Rotary Club Luzern Heidegg

Am Montagabend, 17.02.2014, war der Rotary-Club Luzern-Seetal zu Gast bei talsee. Über 60 Rotary-Mitglieder genossen das wohnliche Ambiente inmitten der einzigartigen Bad-Architektur im talsee Flagshipstore. Die Gastreferentin Prof. Brigitte Steffen sorgte mit Ihrer klischeehaften Darstellung der unterschiedlichen Wahrnehmung von Frau und Mann immer wieder für spontane Lacher.

Der weibliche Blick oder weshalb Wohnen Frauensache ist - dieser Aussage ging talsee am Rotary-Anlass mit der Gastreferentin Prof. Brigitte Steffen von der Universität Reutlingen auf den Grund. "Männer entwickeln - Frauen entscheiden.", stellt Prof. Brigitte Steffen fest. "Und das müssen sich Unternehmen verinnerlichen. Denn die Dame des Hauses fällt schlussendlich den Kaufentscheid. Daher ist es wichtig, dass das Produkt vom Namen, der Farbe und der Aufmachung der Frau gefällt", so Brigitte Steffen weiter. Ob nun in Zukunft bei talsee die Badmöbel in pink ausgestellt werden und auf den Namen Lavendel hören?

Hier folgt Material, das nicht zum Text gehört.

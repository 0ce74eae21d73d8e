//! Wire protocols for the supported controller families.
//!
//! Each family implements [`LedProtocol`]. The connection manager picks the
//! implementation once, from the configured [`ControllerEndpoint`], and then
//! only talks to the trait.

pub mod adalight;
pub mod hyperion;
pub mod wled;

use async_trait::async_trait;
use serde::{Deserialize, Serialize};
use std::fmt;
use tokio::sync::watch;

use crate::color::Rgb;
use crate::error::{BridgeError, BridgeResult};

pub use adalight::{AdalightOptions, AdalightVariant};
pub use hyperion::HyperionOptions;
pub use wled::{WledOptions, WledVariant};

#[derive(Debug, Clone, Copy, PartialEq, Eq, Hash, Serialize, Deserialize)]
#[serde(rename_all = "snake_case")]
pub enum ProtocolFamily {
    Hyperion,
    Wled,
    Adalight,
}

impl fmt::Display for ProtocolFamily {
    fn fmt(&self, f: &mut fmt::Formatter<'_>) -> fmt::Result {
        f.write_str(match self {
            ProtocolFamily::Hyperion => "hyperion",
            ProtocolFamily::Wled => "wled",
            ProtocolFamily::Adalight => "adalight",
        })
    }
}

/// Where and how to reach the controller.
#[derive(Debug, Clone, PartialEq, Serialize, Deserialize)]
#[serde(tag = "protocol", rename_all = "snake_case")]
pub enum ControllerEndpoint {
    Hyperion(HyperionOptions),
    Wled(WledOptions),
    Adalight(AdalightOptions),
}

impl ControllerEndpoint {
    pub fn family(&self) -> ProtocolFamily {
        match self {
            ControllerEndpoint::Hyperion(_) => ProtocolFamily::Hyperion,
            ControllerEndpoint::Wled(_) => ProtocolFamily::Wled,
            ControllerEndpoint::Adalight(_) => ProtocolFamily::Adalight,
        }
    }

    pub fn validate(&self) -> BridgeResult<()> {
        match self {
            ControllerEndpoint::Hyperion(o) => o.validate(),
            ControllerEndpoint::Wled(o) => o.validate(),
            ControllerEndpoint::Adalight(o) => o.validate(),
        }
    }
}

impl fmt::Display for ControllerEndpoint {
    fn fmt(&self, f: &mut fmt::Formatter<'_>) -> fmt::Result {
        match self {
            ControllerEndpoint::Hyperion(o) => write!(f, "hyperion://{}:{}", o.host, o.port),
            ControllerEndpoint::Wled(o) => {
                write!(f, "wled-{}://{}:{}", o.variant, o.host, o.effective_port())
            }
            ControllerEndpoint::Adalight(o) => {
                write!(f, "adalight-{}://{}@{}", o.variant, o.device, o.baud_rate)
            }
        }
    }
}

/// One controller connection, as seen by the connection manager.
#[async_trait]
pub trait LedProtocol: Send {
    fn name(&self) -> &'static str;

    /// Open the transport and perform any handshake.
    async fn connect(&mut self) -> BridgeResult<()>;

    /// Close the transport. Safe to call when not connected.
    async fn disconnect(&mut self);

    /// Turn the LEDs off (or release them back to the controller).
    async fn clear(&mut self) -> BridgeResult<()>;

    async fn send_frame(&mut self, colors: &[Rgb]) -> BridgeResult<()>;
}

/// Build the protocol implementation for `endpoint`.
///
/// `frequency_cap` receives the highest sustainable update rate for
/// transports that have one (serial).
pub fn create(
    endpoint: &ControllerEndpoint,
    frequency_cap: watch::Sender<Option<u32>>,
) -> Box<dyn LedProtocol> {
    match endpoint {
        ControllerEndpoint::Hyperion(o) => Box::new(hyperion::HyperionClient::new(o.clone())),
        ControllerEndpoint::Wled(o) => Box::new(wled::WledClient::new(o.clone())),
        ControllerEndpoint::Adalight(o) => {
            Box::new(adalight::AdalightClient::new(o.clone(), frequency_cap))
        }
    }
}

pub(crate) fn require_host(host: &str) -> BridgeResult<()> {
    if host.trim().is_empty() {
        return Err(BridgeError::config("controller host is empty"));
    }
    Ok(())
}

#[cfg(test)]
mod tests {
    use super::*;

    #[test]
    fn test_endpoint_deserializes_by_protocol_tag() {
        let json = r#"{"protocol":"wled","host":"10.0.0.5","variant":"dnrgb"}"#;
        let endpoint: ControllerEndpoint = serde_json::from_str(json).unwrap();
        match &endpoint {
            ControllerEndpoint::Wled(o) => {
                assert_eq!(o.variant, WledVariant::Dnrgb);
                assert_eq!(o.effective_port(), 21324);
            }
            other => panic!("unexpected endpoint {:?}", other),
        }
        assert_eq!(endpoint.family(), ProtocolFamily::Wled);
        assert_eq!(endpoint.to_string(), "wled-dnrgb://10.0.0.5:21324");
    }

    #[test]
    fn test_hyperion_defaults() {
        let json = r#"{"protocol":"hyperion","host":"hyperion.local"}"#;
        let endpoint: ControllerEndpoint = serde_json::from_str(json).unwrap();
        assert_eq!(endpoint.to_string(), "hyperion://hyperion.local:19400");
        assert!(endpoint.validate().is_ok());
    }

    #[test]
    fn test_empty_host_is_configuration_error() {
        let json = r#"{"protocol":"hyperion","host":" "}"#;
        let endpoint: ControllerEndpoint = serde_json::from_str(json).unwrap();
        let err = endpoint.validate().unwrap_err();
        assert_eq!(err.kind(), crate::error::ErrorKind::Configuration);
    }

    #[test]
    fn test_create_dispatches_on_family() {
        let (tx, _rx) = watch::channel(None);
        let endpoint = ControllerEndpoint::Adalight(AdalightOptions {
            device: "/dev/null".into(),
            ..Default::default()
        });
        assert_eq!(create(&endpoint, tx).name(), "adalight");
    }
}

"Der Dekowahn" der Frauen - ein Phänomen"
Frauen erkunden visuell mehr und interessieren sich optisch für mehrere Details. Das emotionale Erinnerungsvermögen der Frauen ist umgebungsbe-zogen. Und genau diese Eigenschaften führen bei Frauen zum Phänomen "Dekowahn", erklärt Brigitte Steffen mit einem Schmunzeln. 

Das Klischee Mann-Frau
Der abschliessende Rundgang durch die talsee Badausstellung zeigte hervorragend, dass die Rotarier-Damen sich für das Detail, die Farben und die Dekoelemente der Badmöbel interessierten. Die Herren hingegen legten Hand an und prüften die Funktionen der Schubladen und der Spiegelschrank-Scharniere. Einmal mehr: Das Klischee Mann-Frau 1:1 belegt!